If we are packed to the doors we do 30 breakfasts and can seat 22 and we have never had to have people wait in 5 years. But it depends on what kind of trade you have. We are a conference town so people come for a specific thing and all have to be at that thing for a set time which bunches them all in a bottleneck for breakfast. However if you are more a holiday place then you always end up with a bottleneck at the end of breakfast. My DH works at a big hotel and it is always the same on a sunday morning 250 people try and have breakfast in an hour and it is complete and utter chaos. I recon from practical experience 2/3 is enough and what most hotels try to operate at.The only exception is conference hotels and airport/business hotels where they recomend 100% as everyone wants to be out between 7 and 8. Also you mention the diner what hours does it operate and will you offer anything for the early departure? We do a continental basket type thing so people have a little something to get started in. Also what are you going to do about things in the room like tea and coffee or a small fridge for fresh milk? It would consider it as a nice touch but make sure it is one of the new hotel type silent ones as otherwise the popping and clicking is annoying..
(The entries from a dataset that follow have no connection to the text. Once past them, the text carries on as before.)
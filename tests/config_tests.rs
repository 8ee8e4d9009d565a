// SPDX-License-Identifier: MPL-2.0

//! Integration tests for configuration module

use retroflash::config::RegisterProfile;
use retroflash::{Config, Framesize, HighlighterMode};
use std::path::PathBuf;

fn temp_config_path(name: &str) -> PathBuf {
    std::env::temp_dir()
        .join(format!("retroflash-config-{}-{}", name, std::process::id()))
        .join("config.json")
}

#[test]
fn test_config_default() {
    // Test that default config can be created and is valid
    let config = Config::default();
    assert!(config.validate().is_ok());

    // Check sensible defaults
    assert_eq!(config.camera.framesize, Framesize::Hqvga);
    assert_eq!(config.highlighter.mode, HighlighterMode::TwoFrame);
    assert!(config.highlighter.negate, "Highlights should be negated by default");
    assert_eq!(config.sensor.profile, RegisterProfile::None);
    assert!(!config.detector.pipelined);
}

#[test]
fn test_missing_file_yields_defaults() {
    let path = temp_config_path("missing");
    let _ = std::fs::remove_file(&path);

    let config = Config::load(&path).unwrap();
    assert_eq!(config, Config::default());
}

#[test]
fn test_partial_file_fills_defaults() {
    let path = temp_config_path("partial");
    std::fs::create_dir_all(path.parent().unwrap()).unwrap();
    std::fs::write(
        &path,
        r#"{ "highlighter": { "mode": "super-slow" }, "camera": { "framesize": "QVGA" } }"#,
    )
    .unwrap();

    let config = Config::load(&path).unwrap();
    assert_eq!(config.highlighter.mode, HighlighterMode::SuperSlow);
    assert_eq!(config.camera.frame_dimensions(), (320, 240));
    assert_eq!(config.blobs, Config::default().blobs);

    let _ = std::fs::remove_dir_all(path.parent().unwrap());
}

#[test]
fn test_unknown_key_is_rejected() {
    let path = temp_config_path("unknown");
    std::fs::create_dir_all(path.parent().unwrap()).unwrap();
    std::fs::write(&path, r#"{ "highlighter": { "mdoe": "two-step" } }"#).unwrap();

    assert!(Config::load(&path).is_err(), "Typos should not fall back to defaults");

    let _ = std::fs::remove_dir_all(path.parent().unwrap());
}

#[test]
fn test_save_and_reload() {
    let path = temp_config_path("roundtrip");
    let mut config = Config::default();
    config.highlighter.mode = HighlighterMode::MotionMasked;
    config.sensor.brightness = Some(-2);
    config.sensor.profile = RegisterProfile::Gc2145Goal;
    config.detector.max_consecutive_errors = 4;

    config.save(&path).unwrap();
    let loaded = Config::load(&path).unwrap();
    assert_eq!(loaded, config);

    let _ = std::fs::remove_dir_all(path.parent().unwrap());
}

#[test]
fn test_sensor_levels_are_bounded() {
    let mut config = Config::default();
    config.sensor.contrast = Some(4);
    assert!(config.validate().is_err());

    config.sensor.contrast = Some(-3);
    assert!(config.validate().is_ok());
}

#[test]
fn test_empty_thresholds_are_rejected() {
    let mut config = Config::default();
    config.blobs.goal_thresholds.clear();
    assert!(config.validate().is_err());
}
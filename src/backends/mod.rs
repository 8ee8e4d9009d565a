// SPDX-License-Identifier: GPL-3.0-only

//! Hardware access
//!
//! ```text
//! ┌─────────────────────────────────────────────┐
//! │               Pipeline Layer                 │
//! └────────────────────┬────────────────────────┘
//!                      │
//! ┌────────────────────┴────────────────────────┐
//! │              Backend Layer                   │
//! │  ┌──────────────────┐  ┌─────────────────┐  │
//! │  │  Camera (V4L2)   │  │  Image files    │  │
//! │  └──────────────────┘  └─────────────────┘  │
//! │  ┌──────────────────────────────────────┐   │
//! │  │  Synthetic camera + LED (simulated)  │   │
//! │  └──────────────────────────────────────┘   │
//! └─────────────────────────────────────────────┘
//! ```
//!
//! The IR LED itself lives in [`crate::flash`].

pub mod camera;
The cafe opens for breakfast at 6 a.m. They are open for lunch every day, and serve dinner Thurs., Fri. and Sat. until 9 p.m.
Of course, they could change that at any time.
Certainly there are times when people need to leave at 5 a.m. to catch a plane flight (we're a couple of hours from a major airport). So yes, I need a Plan B, probably have a basket of goodies those folks would receive the night before.
Since I'm putting in a full guest kitchen for them to use, I'm not planning on things like coffee, tea, microwave, and mini refrigerator in the rooms, but of course those could be added at any time if there's a real need.
I love the 1-cup coffee/tea makers the hotels are using now, where you pour a cup full of water in the top, pitch in a pre-measured pouch of coffee or tea, and put the cup under the spout with no need for a carafe to be washed (and broken). They take up little space and switch themselves off when they're done. Pretty well perfect.
Except...if someone drinks their coffee, then uses the now-dirty cup to pour another dose of water in the thing to make a second cup of coffee, it starts to get a little unsanitary for the next guest. You just have to assume the coffee making process will kill the germs, or not think about it!
But then, the same thing could happen to ANY coffee maker the guests have access to.